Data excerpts
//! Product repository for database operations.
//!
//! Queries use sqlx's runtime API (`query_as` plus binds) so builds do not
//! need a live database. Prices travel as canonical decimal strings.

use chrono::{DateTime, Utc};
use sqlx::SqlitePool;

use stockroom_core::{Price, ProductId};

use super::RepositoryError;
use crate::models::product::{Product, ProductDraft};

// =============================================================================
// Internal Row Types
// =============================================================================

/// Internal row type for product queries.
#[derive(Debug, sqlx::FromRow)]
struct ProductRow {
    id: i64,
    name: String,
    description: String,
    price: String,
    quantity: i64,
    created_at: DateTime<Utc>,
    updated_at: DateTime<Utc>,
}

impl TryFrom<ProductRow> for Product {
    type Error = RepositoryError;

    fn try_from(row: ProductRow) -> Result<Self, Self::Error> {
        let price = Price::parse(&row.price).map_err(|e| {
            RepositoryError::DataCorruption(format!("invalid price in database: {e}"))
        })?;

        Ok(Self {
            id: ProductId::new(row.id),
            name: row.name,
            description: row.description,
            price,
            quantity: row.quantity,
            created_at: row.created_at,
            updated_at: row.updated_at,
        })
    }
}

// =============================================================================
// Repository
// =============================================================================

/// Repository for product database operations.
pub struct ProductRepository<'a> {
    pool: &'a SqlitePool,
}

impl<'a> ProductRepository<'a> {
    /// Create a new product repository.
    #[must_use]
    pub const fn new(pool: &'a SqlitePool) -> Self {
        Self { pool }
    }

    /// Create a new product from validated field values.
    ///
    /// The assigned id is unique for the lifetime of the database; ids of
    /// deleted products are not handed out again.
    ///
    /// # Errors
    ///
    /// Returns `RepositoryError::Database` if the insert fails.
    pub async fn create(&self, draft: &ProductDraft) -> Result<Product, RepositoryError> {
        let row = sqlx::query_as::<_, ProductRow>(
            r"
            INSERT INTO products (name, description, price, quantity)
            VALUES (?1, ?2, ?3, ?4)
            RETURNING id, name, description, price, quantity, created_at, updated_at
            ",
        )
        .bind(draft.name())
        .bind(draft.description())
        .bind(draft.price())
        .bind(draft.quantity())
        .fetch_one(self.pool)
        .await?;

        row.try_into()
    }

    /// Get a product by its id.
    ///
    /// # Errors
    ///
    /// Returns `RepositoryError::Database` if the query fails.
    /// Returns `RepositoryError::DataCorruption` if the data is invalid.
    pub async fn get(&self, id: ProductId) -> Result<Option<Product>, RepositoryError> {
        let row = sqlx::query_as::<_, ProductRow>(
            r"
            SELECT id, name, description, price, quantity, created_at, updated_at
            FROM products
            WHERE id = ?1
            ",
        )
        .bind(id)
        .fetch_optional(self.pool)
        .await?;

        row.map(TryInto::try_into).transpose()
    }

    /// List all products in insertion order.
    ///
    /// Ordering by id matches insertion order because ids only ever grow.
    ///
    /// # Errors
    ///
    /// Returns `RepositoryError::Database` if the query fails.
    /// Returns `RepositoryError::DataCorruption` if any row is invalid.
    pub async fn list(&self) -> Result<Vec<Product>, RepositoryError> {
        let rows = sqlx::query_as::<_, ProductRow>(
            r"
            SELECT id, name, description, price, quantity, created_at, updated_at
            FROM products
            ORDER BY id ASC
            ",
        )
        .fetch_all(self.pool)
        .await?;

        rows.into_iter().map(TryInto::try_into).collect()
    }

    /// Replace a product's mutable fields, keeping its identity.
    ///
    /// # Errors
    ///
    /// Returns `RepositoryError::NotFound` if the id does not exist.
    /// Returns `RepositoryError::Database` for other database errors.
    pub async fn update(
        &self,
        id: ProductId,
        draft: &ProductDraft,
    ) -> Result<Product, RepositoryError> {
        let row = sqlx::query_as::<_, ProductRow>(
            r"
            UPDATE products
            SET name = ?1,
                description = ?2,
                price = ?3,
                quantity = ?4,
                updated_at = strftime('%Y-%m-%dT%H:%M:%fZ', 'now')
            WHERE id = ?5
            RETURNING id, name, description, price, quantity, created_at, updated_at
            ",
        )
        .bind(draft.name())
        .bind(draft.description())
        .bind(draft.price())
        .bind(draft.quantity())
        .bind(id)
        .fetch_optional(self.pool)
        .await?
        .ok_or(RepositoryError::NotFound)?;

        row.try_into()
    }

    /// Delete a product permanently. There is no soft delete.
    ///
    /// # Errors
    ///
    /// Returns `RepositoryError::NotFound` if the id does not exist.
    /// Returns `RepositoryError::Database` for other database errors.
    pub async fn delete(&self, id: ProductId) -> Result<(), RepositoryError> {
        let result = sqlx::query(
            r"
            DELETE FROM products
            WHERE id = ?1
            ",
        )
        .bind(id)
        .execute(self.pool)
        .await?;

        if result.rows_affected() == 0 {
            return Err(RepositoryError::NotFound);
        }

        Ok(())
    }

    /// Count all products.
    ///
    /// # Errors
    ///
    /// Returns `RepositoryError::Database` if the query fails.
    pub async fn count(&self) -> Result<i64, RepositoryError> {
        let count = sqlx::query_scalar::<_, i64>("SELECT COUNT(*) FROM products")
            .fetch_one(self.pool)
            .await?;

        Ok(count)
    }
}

### Work request:
Please show every line of the records that holds the word "ProductDraft".

### Written answer:
use crate::models::product::{Product, ProductDraft};
    pub async fn create(&self, draft: &ProductDraft) -> Result<Product, RepositoryError> {
        draft: &ProductDraft,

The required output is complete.